Work out how many lines of the listing hold the string "from", then answer with that number and nothing else.

○ ○ ○ ○

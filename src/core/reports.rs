//! Read-only views over the bank state
//!
//! Every view borrows from the [`Bank`] and is serialized straight into the
//! command output.

use crate::core::bank::Bank;
use crate::types::{
    Account, BankError, BusinessProfile, BusinessRole, CardStatus, Movement, PlanTier, Timestamp,
    Transaction,
};
use rust_decimal::Decimal;
use serde::Serialize;
use std::collections::BTreeMap;

/// `report`: account state plus its history in range
#[derive(Debug, Serialize)]
pub struct AccountReport<'a> {
    #[serde(rename = "IBAN")]
    pub iban: &'a str,
    pub balance: Decimal,
    pub currency: &'a str,
    pub transactions: Vec<&'a Transaction>,
}

#[derive(Debug, Clone, PartialEq, Serialize)]
pub struct CommerciantTotal {
    pub commerciant: String,
    pub total: Decimal,
}

/// `spendingsReport`: card payments in range and totals per commerciant
#[derive(Debug, Serialize)]
pub struct SpendingsReport<'a> {
    #[serde(rename = "IBAN")]
    pub iban: &'a str,
    pub balance: Decimal,
    pub currency: &'a str,
    pub transactions: Vec<&'a Transaction>,
    pub commerciants: Vec<CommerciantTotal>,
}

/// What one associate moved through a business account
#[derive(Debug, Clone, PartialEq, Serialize)]
pub struct AssociateSummary {
    pub username: String,
    pub spent: Decimal,
    pub deposited: Decimal,
}

/// `businessReport` of type `transaction`
#[derive(Debug, Serialize)]
pub struct BusinessTransactionReport<'a> {
    #[serde(rename = "IBAN")]
    pub iban: &'a str,
    pub balance: Decimal,
    pub currency: &'a str,
    #[serde(rename = "spending limit")]
    pub spending_limit: Decimal,
    #[serde(rename = "deposit limit")]
    pub deposit_limit: Decimal,
    #[serde(rename = "statistics type")]
    pub statistics_type: &'static str,
    pub managers: Vec<AssociateSummary>,
    pub employees: Vec<AssociateSummary>,
    #[serde(rename = "total spent")]
    pub total_spent: Decimal,
    #[serde(rename = "total deposited")]
    pub total_deposited: Decimal,
}

/// Payments received by one commerciant from a business account
#[derive(Debug, Clone, PartialEq, Serialize)]
pub struct CommerciantSummary {
    pub commerciant: String,
    #[serde(rename = "total received")]
    pub total_received: Decimal,
    pub managers: Vec<String>,
    pub employees: Vec<String>,
}

/// `businessReport` of type `commerciant`
#[derive(Debug, Serialize)]
pub struct BusinessCommerciantReport<'a> {
    #[serde(rename = "IBAN")]
    pub iban: &'a str,
    pub balance: Decimal,
    pub currency: &'a str,
    #[serde(rename = "spending limit")]
    pub spending_limit: Decimal,
    #[serde(rename = "deposit limit")]
    pub deposit_limit: Decimal,
    #[serde(rename = "statistics type")]
    pub statistics_type: &'static str,
    pub commerciants: Vec<CommerciantSummary>,
}

#[derive(Debug, Serialize)]
#[serde(rename_all = "camelCase")]
pub struct CardView<'a> {
    pub card_number: &'a str,
    pub status: CardStatus,
}

#[derive(Debug, Serialize)]
pub struct AccountView<'a> {
    #[serde(rename = "IBAN")]
    pub iban: &'a str,
    pub balance: Decimal,
    pub currency: &'a str,
    #[serde(rename = "type")]
    pub kind: &'static str,
    pub cards: Vec<CardView<'a>>,
}

/// `printUsers` entry
#[derive(Debug, Serialize)]
#[serde(rename_all = "camelCase")]
pub struct UserView<'a> {
    pub first_name: &'a str,
    pub last_name: &'a str,
    pub email: &'a str,
    pub plan: PlanTier,
    pub accounts: Vec<AccountView<'a>>,
}

/// Builds report views from the current bank state
pub struct ReportBuilder<'a> {
    bank: &'a Bank,
}

impl<'a> ReportBuilder<'a> {
    pub fn new(bank: &'a Bank) -> Self {
        Self { bank }
    }

    pub fn account_report(
        &self,
        iban: &str,
        start: Timestamp,
        end: Timestamp,
    ) -> Result<AccountReport<'a>, BankError> {
        let account = self.bank.accounts.get(iban)?;
        Ok(AccountReport {
            iban: &account.iban,
            balance: account.balance,
            currency: &account.currency,
            transactions: self
                .bank
                .ledger
                .account_history_between(&account.iban, start, end),
        })
    }

    /// # Errors
    ///
    /// Returns `InvalidTransition` for savings accounts, which cannot pay by card.
    pub fn spendings_report(
        &self,
        iban: &str,
        start: Timestamp,
        end: Timestamp,
    ) -> Result<SpendingsReport<'a>, BankError> {
        let account = self.bank.accounts.get(iban)?;
        if account.is_savings() {
            return Err(BankError::unsupported(
                "This kind of report is not supported for a saving account",
            ));
        }

        let ledger = &self.bank.ledger;
        let transactions = ledger
            .account_history_between(&account.iban, start, end)
            .into_iter()
            .filter(|tx| tx.is_card_payment())
            .collect();
        let commerciants = ledger
            .commerciant_totals(&account.iban, start, end)
            .into_iter()
            .map(|(commerciant, total)| CommerciantTotal { commerciant, total })
            .collect();

        Ok(SpendingsReport {
            iban: &account.iban,
            balance: account.balance,
            currency: &account.currency,
            transactions,
            commerciants,
        })
    }

    pub fn business_transaction_report(
        &self,
        iban: &str,
        start: Timestamp,
        end: Timestamp,
    ) -> Result<BusinessTransactionReport<'a>, BankError> {
        let (account, profile) = self.business_account(iban)?;

        let mut managers = Vec::new();
        let mut employees = Vec::new();
        for (email, role) in &profile.associates {
            let mut summary = AssociateSummary {
                username: self.username(email),
                spent: Decimal::ZERO,
                deposited: Decimal::ZERO,
            };
            for entry in profile
                .activity
                .iter()
                .filter(|entry| &entry.email == email && in_range(entry.timestamp, start, end))
            {
                match entry.movement {
                    Movement::Spent => summary.spent += entry.amount,
                    Movement::Deposited => summary.deposited += entry.amount,
                }
            }
            match role {
                BusinessRole::Manager => managers.push(summary),
                BusinessRole::Employee => employees.push(summary),
                BusinessRole::Owner => {}
            }
        }

        let total_spent = managers.iter().chain(&employees).map(|s| s.spent).sum();
        let total_deposited = managers.iter().chain(&employees).map(|s| s.deposited).sum();

        Ok(BusinessTransactionReport {
            iban: &account.iban,
            balance: account.balance,
            currency: &account.currency,
            spending_limit: profile.spending_limit,
            deposit_limit: profile.deposit_limit,
            statistics_type: "transaction",
            managers,
            employees,
            total_spent,
            total_deposited,
        })
    }

    pub fn business_commerciant_report(
        &self,
        iban: &str,
        start: Timestamp,
        end: Timestamp,
    ) -> Result<BusinessCommerciantReport<'a>, BankError> {
        let (account, profile) = self.business_account(iban)?;

        let mut by_name: BTreeMap<&str, CommerciantSummary> = BTreeMap::new();
        for entry in profile
            .activity
            .iter()
            .filter(|entry| in_range(entry.timestamp, start, end))
        {
            let Some(name) = entry.commerciant.as_deref() else {
                continue;
            };
            if entry.movement != Movement::Spent {
                continue;
            }
            let summary = by_name.entry(name).or_insert_with(|| CommerciantSummary {
                commerciant: name.to_string(),
                total_received: Decimal::ZERO,
                managers: Vec::new(),
                employees: Vec::new(),
            });
            summary.total_received += entry.amount;

            let username = self.username(&entry.email);
            let names = match profile.role_of(&entry.email) {
                Some(BusinessRole::Manager) => &mut summary.managers,
                Some(BusinessRole::Employee) => &mut summary.employees,
                _ => continue,
            };
            if !names.contains(&username) {
                names.push(username);
            }
        }

        Ok(BusinessCommerciantReport {
            iban: &account.iban,
            balance: account.balance,
            currency: &account.currency,
            spending_limit: profile.spending_limit,
            deposit_limit: profile.deposit_limit,
            statistics_type: "commerciant",
            commerciants: by_name.into_values().collect(),
        })
    }

    /// All users in registration order with their accounts and cards
    pub fn users(&self) -> Vec<UserView<'a>> {
        self.bank
            .users
            .iter()
            .map(|user| UserView {
                first_name: &user.first_name,
                last_name: &user.last_name,
                email: &user.email,
                plan: user.plan.tier,
                accounts: user
                    .accounts
                    .iter()
                    .filter_map(|iban| self.bank.accounts.get(iban).ok())
                    .map(account_view)
                    .collect(),
            })
            .collect()
    }

    pub fn user_transactions(&self, email: &str) -> Result<&'a [Transaction], BankError> {
        let user = self.bank.users.get(email)?;
        Ok(self.bank.ledger.user_history(&user.email))
    }

    fn business_account(
        &self,
        iban: &str,
    ) -> Result<(&'a Account, &'a BusinessProfile), BankError> {
        let account = self.bank.accounts.get(iban)?;
        let profile = account
            .business()
            .ok_or_else(|| BankError::unsupported("This is not a business account"))?;
        Ok((account, profile))
    }

    fn username(&self, email: &str) -> String {
        self.bank
            .users
            .get(email)
            .map(|user| user.username())
            .unwrap_or_else(|_| email.to_string())
    }
}

fn account_view(account: &Account) -> AccountView<'_> {
    AccountView {
        iban: &account.iban,
        balance: account.balance,
        currency: &account.currency,
        kind: account.kind.name(),
        cards: account
            .cards
            .iter()
            .map(|card| CardView {
                card_number: &card.number,
                status: card.status,
            })
            .collect(),
    }
}

fn in_range(timestamp: Timestamp, start: Timestamp, end: Timestamp) -> bool {
    timestamp >= start && timestamp <= end
}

○ ○ ○ ○

**Written solution**
3